# Instructions to follow
Your task is to copy the stretch of lines in the records below that begins with the line containing "Chart styling constants" and ends with the line containing "pub struct DataPoint", exactly as written, with nothing added.

# Supplied material
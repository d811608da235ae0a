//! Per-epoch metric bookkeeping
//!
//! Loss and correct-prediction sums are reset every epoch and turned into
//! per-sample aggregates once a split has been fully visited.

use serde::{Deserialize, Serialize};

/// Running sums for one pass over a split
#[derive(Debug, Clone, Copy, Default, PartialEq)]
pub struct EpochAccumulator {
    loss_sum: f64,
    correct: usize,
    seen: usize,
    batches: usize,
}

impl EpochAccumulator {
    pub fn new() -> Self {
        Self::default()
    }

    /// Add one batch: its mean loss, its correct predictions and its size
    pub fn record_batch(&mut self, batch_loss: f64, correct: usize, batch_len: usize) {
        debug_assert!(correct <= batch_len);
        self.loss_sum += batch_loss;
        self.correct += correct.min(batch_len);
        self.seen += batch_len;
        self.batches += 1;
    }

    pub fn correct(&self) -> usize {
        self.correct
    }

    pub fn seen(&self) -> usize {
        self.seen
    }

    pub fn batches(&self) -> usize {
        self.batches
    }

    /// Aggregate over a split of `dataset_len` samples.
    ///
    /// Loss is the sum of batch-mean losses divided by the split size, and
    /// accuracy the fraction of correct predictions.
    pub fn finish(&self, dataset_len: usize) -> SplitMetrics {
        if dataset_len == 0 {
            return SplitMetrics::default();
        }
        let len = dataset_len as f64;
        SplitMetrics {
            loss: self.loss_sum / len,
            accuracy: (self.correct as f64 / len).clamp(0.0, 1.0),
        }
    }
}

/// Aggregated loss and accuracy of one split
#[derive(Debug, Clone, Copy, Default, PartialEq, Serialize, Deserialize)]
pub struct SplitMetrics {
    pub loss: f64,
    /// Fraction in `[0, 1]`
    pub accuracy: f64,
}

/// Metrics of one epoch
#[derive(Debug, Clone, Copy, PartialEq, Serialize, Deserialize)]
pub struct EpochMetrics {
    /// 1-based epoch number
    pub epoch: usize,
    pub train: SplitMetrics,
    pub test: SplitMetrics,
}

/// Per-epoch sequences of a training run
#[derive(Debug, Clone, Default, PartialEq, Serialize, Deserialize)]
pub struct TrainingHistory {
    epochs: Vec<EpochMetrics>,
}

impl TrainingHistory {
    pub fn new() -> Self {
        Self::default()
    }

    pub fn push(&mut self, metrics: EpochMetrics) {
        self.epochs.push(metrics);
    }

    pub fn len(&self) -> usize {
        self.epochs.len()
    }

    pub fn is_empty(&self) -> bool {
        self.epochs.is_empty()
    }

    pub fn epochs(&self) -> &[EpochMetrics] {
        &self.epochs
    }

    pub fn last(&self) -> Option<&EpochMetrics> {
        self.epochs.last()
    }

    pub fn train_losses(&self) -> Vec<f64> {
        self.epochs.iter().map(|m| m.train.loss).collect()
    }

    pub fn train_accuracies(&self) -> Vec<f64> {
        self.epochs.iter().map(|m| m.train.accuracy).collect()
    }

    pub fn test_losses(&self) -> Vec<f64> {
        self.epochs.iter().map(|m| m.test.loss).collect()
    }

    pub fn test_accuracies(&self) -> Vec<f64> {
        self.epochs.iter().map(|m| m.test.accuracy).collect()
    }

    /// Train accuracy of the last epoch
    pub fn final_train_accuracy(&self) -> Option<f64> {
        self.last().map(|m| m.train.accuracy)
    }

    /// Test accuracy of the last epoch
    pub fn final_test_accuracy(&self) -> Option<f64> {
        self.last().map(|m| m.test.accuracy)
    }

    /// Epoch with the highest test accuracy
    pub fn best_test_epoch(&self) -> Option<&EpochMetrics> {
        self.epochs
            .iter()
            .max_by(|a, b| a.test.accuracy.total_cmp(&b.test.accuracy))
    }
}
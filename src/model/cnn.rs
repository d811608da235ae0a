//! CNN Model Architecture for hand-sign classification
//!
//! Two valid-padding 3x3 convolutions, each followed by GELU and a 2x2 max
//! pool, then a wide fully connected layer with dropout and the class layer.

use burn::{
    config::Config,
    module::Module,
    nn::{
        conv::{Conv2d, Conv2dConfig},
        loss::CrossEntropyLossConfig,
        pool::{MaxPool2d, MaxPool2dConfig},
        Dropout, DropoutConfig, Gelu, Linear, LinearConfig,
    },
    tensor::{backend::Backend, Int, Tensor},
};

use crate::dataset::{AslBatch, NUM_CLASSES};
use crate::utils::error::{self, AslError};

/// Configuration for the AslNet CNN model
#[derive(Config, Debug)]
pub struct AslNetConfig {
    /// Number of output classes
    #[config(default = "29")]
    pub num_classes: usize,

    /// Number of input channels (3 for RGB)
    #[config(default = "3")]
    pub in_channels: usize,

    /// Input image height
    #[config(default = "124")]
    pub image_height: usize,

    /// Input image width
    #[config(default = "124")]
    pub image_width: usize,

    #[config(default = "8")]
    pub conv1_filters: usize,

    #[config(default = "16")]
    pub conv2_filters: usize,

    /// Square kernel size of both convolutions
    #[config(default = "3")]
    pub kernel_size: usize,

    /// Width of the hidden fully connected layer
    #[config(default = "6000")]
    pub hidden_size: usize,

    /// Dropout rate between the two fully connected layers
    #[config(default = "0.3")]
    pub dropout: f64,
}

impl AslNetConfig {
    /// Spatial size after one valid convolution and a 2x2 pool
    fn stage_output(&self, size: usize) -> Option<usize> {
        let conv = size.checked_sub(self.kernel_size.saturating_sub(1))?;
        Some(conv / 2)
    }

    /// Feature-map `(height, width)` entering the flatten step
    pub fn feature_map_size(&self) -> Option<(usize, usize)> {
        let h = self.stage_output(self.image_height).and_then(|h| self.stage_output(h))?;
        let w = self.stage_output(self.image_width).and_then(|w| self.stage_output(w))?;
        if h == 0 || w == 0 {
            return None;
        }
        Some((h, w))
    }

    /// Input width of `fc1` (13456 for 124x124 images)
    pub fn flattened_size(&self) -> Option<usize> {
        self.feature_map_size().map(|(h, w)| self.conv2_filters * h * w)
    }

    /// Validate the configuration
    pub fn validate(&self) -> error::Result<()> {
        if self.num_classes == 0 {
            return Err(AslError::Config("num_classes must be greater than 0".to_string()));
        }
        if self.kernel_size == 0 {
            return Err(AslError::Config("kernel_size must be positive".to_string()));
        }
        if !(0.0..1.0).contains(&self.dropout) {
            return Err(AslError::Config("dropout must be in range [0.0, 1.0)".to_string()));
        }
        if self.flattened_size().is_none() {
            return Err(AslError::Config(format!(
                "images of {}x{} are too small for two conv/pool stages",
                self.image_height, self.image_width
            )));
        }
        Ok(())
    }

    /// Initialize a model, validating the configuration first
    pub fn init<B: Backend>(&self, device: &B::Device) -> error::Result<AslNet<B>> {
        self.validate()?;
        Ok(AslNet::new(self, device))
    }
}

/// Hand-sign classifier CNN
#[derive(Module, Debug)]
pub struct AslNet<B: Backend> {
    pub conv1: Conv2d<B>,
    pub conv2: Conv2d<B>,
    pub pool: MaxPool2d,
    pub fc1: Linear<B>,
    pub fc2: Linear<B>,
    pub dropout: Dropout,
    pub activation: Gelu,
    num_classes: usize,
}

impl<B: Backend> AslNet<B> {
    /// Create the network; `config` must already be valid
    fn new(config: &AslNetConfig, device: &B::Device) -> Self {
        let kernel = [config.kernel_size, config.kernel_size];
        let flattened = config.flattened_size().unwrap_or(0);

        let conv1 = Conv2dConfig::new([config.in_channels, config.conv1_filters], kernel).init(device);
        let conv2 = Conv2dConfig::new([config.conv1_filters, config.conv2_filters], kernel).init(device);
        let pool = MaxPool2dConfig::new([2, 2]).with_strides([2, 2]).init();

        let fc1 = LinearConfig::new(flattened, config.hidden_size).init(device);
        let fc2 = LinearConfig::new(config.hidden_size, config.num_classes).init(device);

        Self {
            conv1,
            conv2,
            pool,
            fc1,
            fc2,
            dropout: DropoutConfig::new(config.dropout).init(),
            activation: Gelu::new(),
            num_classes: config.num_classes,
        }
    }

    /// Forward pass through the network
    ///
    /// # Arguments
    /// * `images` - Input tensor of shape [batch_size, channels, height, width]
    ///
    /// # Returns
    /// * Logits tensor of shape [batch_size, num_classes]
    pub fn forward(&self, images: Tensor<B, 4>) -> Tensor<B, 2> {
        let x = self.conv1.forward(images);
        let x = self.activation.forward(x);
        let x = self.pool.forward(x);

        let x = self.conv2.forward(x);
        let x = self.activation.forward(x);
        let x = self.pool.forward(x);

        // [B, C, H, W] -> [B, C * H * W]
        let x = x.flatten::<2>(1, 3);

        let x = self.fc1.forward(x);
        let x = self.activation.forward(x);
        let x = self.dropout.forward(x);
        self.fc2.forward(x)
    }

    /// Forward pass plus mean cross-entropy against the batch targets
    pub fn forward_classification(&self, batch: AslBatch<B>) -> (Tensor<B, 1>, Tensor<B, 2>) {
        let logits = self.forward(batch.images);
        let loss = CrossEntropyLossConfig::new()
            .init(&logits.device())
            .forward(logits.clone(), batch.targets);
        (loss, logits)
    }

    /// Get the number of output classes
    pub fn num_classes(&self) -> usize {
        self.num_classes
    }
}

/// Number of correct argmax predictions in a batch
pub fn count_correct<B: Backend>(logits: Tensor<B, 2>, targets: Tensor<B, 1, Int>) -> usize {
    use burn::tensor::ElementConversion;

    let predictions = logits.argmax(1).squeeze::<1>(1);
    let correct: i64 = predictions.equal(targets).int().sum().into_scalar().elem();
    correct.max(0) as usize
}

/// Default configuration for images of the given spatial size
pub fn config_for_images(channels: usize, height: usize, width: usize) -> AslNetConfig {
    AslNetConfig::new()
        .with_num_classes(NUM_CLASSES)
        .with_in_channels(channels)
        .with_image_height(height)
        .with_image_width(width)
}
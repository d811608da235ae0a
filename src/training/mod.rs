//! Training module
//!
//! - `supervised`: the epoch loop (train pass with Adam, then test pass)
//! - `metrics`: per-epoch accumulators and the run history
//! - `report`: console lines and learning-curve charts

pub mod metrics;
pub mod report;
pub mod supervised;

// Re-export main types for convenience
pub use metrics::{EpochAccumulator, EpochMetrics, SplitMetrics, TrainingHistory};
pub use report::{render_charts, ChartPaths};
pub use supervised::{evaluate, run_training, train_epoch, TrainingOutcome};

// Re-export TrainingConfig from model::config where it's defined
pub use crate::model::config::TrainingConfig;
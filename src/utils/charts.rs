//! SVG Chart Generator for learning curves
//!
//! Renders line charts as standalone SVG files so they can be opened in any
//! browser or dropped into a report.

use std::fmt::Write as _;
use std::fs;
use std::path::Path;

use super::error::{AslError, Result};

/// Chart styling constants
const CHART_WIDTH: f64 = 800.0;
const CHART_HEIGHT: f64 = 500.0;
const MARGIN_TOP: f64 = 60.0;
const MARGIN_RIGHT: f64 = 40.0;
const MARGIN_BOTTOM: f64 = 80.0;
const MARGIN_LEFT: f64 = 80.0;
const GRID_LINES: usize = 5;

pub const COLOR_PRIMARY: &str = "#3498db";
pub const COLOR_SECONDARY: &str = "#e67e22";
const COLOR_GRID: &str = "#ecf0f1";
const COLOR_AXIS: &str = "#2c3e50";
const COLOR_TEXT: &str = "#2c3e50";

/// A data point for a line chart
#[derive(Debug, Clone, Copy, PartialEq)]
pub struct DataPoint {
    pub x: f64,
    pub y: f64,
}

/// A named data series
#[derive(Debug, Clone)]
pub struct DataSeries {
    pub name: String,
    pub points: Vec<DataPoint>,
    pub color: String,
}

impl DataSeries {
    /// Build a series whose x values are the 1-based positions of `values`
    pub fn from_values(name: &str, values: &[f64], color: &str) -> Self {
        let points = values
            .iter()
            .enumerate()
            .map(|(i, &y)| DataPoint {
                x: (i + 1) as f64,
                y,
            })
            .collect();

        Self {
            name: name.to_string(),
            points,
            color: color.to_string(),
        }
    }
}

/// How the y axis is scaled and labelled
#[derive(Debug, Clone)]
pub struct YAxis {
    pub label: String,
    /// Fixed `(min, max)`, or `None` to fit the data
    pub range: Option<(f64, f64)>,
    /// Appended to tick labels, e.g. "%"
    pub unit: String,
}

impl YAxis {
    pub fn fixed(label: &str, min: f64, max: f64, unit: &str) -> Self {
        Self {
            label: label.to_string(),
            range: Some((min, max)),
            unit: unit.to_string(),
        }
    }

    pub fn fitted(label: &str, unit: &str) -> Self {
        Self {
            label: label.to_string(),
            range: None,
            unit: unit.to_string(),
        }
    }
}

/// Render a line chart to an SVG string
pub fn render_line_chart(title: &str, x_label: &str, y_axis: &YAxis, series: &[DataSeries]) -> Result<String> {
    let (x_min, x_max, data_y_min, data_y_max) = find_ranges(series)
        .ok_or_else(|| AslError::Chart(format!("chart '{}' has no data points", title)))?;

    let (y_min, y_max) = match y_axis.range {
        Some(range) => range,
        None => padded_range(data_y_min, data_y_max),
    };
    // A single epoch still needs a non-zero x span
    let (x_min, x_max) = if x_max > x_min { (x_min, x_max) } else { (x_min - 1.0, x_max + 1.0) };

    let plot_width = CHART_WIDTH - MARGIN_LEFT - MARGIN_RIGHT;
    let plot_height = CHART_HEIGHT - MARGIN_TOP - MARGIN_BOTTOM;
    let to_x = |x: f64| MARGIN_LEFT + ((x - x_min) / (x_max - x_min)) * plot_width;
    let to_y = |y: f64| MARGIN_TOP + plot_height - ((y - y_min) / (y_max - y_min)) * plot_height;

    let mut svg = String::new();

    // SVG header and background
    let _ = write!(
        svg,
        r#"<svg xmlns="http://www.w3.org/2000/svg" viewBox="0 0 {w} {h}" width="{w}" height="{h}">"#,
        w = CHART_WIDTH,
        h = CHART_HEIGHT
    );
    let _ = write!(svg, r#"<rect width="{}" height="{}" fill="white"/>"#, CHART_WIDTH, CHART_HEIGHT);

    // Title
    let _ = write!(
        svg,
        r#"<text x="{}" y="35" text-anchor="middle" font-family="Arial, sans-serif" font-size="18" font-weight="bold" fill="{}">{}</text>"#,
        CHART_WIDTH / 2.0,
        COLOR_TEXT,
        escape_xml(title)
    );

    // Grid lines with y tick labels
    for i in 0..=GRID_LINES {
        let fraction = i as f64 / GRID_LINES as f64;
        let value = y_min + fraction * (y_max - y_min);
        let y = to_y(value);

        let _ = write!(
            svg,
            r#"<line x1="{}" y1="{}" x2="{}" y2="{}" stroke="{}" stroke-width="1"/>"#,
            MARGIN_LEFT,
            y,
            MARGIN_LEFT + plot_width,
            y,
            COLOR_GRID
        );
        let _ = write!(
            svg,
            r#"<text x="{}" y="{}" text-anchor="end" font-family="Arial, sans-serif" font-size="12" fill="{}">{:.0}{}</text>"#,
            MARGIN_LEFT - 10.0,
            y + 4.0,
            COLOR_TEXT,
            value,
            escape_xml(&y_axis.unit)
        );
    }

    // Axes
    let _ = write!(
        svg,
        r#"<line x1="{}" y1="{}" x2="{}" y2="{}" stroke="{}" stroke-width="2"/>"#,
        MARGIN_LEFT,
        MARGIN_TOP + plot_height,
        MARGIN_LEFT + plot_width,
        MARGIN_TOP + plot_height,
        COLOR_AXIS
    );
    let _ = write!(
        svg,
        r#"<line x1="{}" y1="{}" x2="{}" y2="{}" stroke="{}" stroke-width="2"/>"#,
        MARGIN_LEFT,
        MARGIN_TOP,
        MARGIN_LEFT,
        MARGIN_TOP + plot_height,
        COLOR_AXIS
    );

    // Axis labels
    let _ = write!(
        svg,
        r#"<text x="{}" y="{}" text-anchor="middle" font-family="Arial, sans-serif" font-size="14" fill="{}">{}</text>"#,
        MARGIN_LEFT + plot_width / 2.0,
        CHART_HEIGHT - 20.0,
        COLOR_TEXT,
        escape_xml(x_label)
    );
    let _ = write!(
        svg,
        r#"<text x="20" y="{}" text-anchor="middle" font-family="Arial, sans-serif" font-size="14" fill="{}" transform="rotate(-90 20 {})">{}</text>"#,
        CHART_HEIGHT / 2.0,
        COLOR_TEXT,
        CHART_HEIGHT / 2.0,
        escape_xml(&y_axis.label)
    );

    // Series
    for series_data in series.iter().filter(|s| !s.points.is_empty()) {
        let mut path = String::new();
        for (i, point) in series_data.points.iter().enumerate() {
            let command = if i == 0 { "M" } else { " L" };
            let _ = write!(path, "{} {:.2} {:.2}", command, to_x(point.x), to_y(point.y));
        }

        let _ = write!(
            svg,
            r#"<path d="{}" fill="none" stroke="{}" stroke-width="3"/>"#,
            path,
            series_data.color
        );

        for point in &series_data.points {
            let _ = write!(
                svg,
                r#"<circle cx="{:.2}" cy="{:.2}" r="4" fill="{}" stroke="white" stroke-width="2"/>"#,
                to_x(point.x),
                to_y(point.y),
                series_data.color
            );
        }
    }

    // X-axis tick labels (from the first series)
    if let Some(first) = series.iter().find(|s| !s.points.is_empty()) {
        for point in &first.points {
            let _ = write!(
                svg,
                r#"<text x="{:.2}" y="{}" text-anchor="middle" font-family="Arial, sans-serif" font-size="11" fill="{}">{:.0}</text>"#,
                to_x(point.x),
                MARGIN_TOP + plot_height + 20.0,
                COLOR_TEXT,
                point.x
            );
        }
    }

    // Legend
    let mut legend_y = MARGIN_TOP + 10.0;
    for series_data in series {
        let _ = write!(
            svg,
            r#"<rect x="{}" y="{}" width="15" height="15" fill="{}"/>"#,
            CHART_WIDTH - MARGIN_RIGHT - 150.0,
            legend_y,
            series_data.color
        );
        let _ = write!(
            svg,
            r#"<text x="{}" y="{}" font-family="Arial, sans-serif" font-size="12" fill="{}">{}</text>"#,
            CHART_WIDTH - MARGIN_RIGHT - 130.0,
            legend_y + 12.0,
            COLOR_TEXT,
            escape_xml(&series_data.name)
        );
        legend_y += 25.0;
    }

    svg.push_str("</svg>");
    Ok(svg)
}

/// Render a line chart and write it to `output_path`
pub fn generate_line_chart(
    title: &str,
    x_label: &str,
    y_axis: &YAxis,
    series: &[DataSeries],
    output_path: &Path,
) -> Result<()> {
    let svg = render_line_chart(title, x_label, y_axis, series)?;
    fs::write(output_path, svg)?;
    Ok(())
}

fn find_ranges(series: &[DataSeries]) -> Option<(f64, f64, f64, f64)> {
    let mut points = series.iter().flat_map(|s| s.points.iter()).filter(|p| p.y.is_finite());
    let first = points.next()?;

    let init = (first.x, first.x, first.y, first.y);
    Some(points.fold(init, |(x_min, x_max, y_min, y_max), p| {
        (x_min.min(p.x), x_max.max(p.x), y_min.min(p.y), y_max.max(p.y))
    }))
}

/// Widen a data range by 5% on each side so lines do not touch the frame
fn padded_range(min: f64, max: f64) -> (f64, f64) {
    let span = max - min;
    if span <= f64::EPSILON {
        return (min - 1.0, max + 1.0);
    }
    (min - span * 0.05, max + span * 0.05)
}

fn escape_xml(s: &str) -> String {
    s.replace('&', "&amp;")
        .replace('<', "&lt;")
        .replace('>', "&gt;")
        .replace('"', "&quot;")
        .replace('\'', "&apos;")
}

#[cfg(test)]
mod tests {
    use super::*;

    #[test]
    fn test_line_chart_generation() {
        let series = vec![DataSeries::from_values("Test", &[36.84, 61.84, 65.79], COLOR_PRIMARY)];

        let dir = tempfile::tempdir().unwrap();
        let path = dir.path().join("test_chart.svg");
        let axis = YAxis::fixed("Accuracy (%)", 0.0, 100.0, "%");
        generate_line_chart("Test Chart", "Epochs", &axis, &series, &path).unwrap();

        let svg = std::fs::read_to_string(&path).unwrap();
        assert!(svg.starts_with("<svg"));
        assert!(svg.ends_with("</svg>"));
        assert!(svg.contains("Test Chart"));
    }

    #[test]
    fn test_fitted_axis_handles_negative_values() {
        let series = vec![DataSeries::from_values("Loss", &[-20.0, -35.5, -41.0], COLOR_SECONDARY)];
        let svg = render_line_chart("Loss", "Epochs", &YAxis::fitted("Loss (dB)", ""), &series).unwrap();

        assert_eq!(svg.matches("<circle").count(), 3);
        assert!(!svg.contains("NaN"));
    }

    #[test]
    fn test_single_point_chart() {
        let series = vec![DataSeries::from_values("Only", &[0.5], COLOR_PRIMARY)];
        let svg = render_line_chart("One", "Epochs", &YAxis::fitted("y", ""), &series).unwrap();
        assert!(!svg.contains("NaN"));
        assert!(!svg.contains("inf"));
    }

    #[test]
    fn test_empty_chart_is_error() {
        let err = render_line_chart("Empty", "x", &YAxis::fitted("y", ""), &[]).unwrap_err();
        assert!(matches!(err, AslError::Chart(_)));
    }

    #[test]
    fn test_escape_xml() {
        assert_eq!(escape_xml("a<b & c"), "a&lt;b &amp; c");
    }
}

# Expected output
/// Chart styling constants
const CHART_WIDTH: f64 = 800.0;
const CHART_HEIGHT: f64 = 500.0;
const MARGIN_TOP: f64 = 60.0;
const MARGIN_RIGHT: f64 = 40.0;
const MARGIN_BOTTOM: f64 = 80.0;
const MARGIN_LEFT: f64 = 80.0;
const GRID_LINES: usize = 5;

pub const COLOR_PRIMARY: &str = "#3498db";
pub const COLOR_SECONDARY: &str = "#e67e22";
const COLOR_GRID: &str = "#ecf0f1";
const COLOR_AXIS: &str = "#2c3e50";
const COLOR_TEXT: &str = "#2c3e50";

/// A data point for a line chart
#[derive(Debug, Clone, Copy, PartialEq)]
pub struct DataPoint {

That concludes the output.